На аэродроме Кубинка всем отозванным из отпусков летчикам и офицерам технической службы объяснили, что надо оказать военную помощь братскому народу Корейской Народно-Демократической Республики, которую бомбят американские агрессоры.
Отобрали в основном летчиков, воевавших в Великую Отечественную. Командиром сформированной 324-й авиадивизии назначили полковника Ивана Кожедуба. Перед отъездом мы сдали в штаб свои воинские документы, отсоединили от самолетов плоскости (крылья), погрузили все на платформы и укрыли брезентом, а сами ехали в пассажирских вагонах — в гражданской одежде и с паспортами на другие фамилии. Через семь дней наш поезд въехал на территорию Китая. Еще двое суток — и мы разместились в бывшем японском военном городке неподалеку границы с Кореей. На улице — 30-градусный мороз, но снега нет. Когда поднимался ветер, все вокруг заволакивало черной пылью, и вечером мы долго отплевывались черной слюной.

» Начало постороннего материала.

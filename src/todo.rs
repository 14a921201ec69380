//! To-do list for notebook.
//!
//! Tasks are an ordered JSON array in `todos.json`. The positional API
//! (`mark_done`, `delete`) addresses tasks by their current index, the way a
//! list selection does; out-of-range indices are ignored. Each task also
//! carries a stable id so callers holding on to a task across mutations can
//! use `mark_done_ids` / `delete_ids` instead.

use std::collections::{BTreeSet, HashSet};
use std::fmt;
use std::path::{Path, PathBuf};

use serde::{Deserialize, Serialize};
use ulid::Ulid;

use crate::error::{Error, Result};
use crate::storage;

fn new_task_id() -> String {
    Ulid::new().to_string().to_lowercase()
}

/// A single to-do entry
#[derive(Debug, Clone, PartialEq, Eq, Serialize, Deserialize)]
pub struct Task {
    #[serde(default = "new_task_id")]
    pub id: String,
    #[serde(rename = "task")]
    pub description: String,
    #[serde(default)]
    pub done: bool,
}

impl Task {
    pub fn new(description: impl Into<String>) -> Self {
        Self {
            id: new_task_id(),
            description: description.into(),
            done: false,
        }
    }
}

impl fmt::Display for Task {
    fn fmt(&self, f: &mut fmt::Formatter<'_>) -> fmt::Result {
        let mark = if self.done { "x" } else { " " };
        write!(f, "[{mark}] {}", self.description)
    }
}

/// File-backed to-do list; every mutation rewrites the to-do file
#[derive(Debug, Clone)]
pub struct TaskList {
    path: PathBuf,
    tasks: Vec<Task>,
}

impl TaskList {
    /// Open the list at `path`, starting empty when the file is absent
    pub fn open(path: impl Into<PathBuf>) -> Result<Self> {
        let path = path.into();
        let tasks = storage::load_json(&path, Vec::new())?;
        Ok(Self { path, tasks })
    }

    pub fn path(&self) -> &Path {
        &self.path
    }

    /// Append a new, not-done task
    pub fn add(&mut self, description: &str) -> Result<&Task> {
        let description = description.trim();
        if description.is_empty() {
            return Err(Error::Validation("Enter a task.".to_string()));
        }

        let mut next = self.tasks.clone();
        next.push(Task::new(description));
        self.commit(next)?;
        let idx = self.tasks.len() - 1;
        tracing::debug!(index = idx, "task added");
        Ok(&self.tasks[idx])
    }

    /// Mark every in-range index done. Returns how many indices applied.
    pub fn mark_done(&mut self, indices: &[usize]) -> Result<usize> {
        let mut next = self.tasks.clone();
        let mut applied = 0;
        for &idx in indices {
            if let Some(task) = next.get_mut(idx) {
                task.done = true;
                applied += 1;
            }
        }
        self.commit(next)?;
        tracing::debug!(requested = indices.len(), applied, "tasks marked done");
        Ok(applied)
    }

    /// Remove the tasks at `indices`. Returns the removed tasks in list order.
    pub fn delete(&mut self, indices: &[usize]) -> Result<Vec<Task>> {
        let unique: BTreeSet<usize> = indices.iter().copied().collect();
        let mut next = self.tasks.clone();
        let mut removed = Vec::new();
        // Highest index first so the remaining indices stay valid.
        for &idx in unique.iter().rev() {
            if idx < next.len() {
                removed.push(next.remove(idx));
            }
        }
        removed.reverse();
        self.commit(next)?;
        tracing::debug!(requested = indices.len(), removed = removed.len(), "tasks deleted");
        Ok(removed)
    }

    /// Mark the tasks with the given ids done; unknown ids are ignored
    pub fn mark_done_ids(&mut self, ids: &[&str]) -> Result<usize> {
        let wanted: HashSet<&str> = ids.iter().copied().collect();
        let mut next = self.tasks.clone();
        let mut applied = 0;
        for task in next.iter_mut() {
            if wanted.contains(task.id.as_str()) {
                task.done = true;
                applied += 1;
            }
        }
        self.commit(next)?;
        Ok(applied)
    }

    /// Remove the tasks with the given ids; unknown ids are ignored
    pub fn delete_ids(&mut self, ids: &[&str]) -> Result<Vec<Task>> {
        let wanted: HashSet<&str> = ids.iter().copied().collect();
        let (removed, kept): (Vec<Task>, Vec<Task>) = self
            .tasks
            .iter()
            .cloned()
            .partition(|task| wanted.contains(task.id.as_str()));
        self.commit(kept)?;
        Ok(removed)
    }

    pub fn list(&self) -> &[Task] {
        &self.tasks
    }

    pub fn len(&self) -> usize {
        self.tasks.len()
    }

    pub fn is_empty(&self) -> bool {
        self.tasks.is_empty()
    }

    /// Write `tasks` to disk, then make them the current list
    fn commit(&mut self, tasks: Vec<Task>) -> Result<()> {
        storage::save_json(&self.path, &tasks)?;
        self.tasks = tasks;
        Ok(())
    }
}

Нас всех переодели в форму китайской армии (китайские добровольцы участвовали в войне как союзники корейских воинов. — Ред. ). Кормили русскими блюдами: макаронный суп, порой капустный. На второе — те же макароны, иногда картошка с мясом или с рыбой. Очень часто — яичница. Иногда, правда, давали китайское блюдо — трепанги, или, как мы их называем, морские огурцы. Вкус так себе, но придают бодрость.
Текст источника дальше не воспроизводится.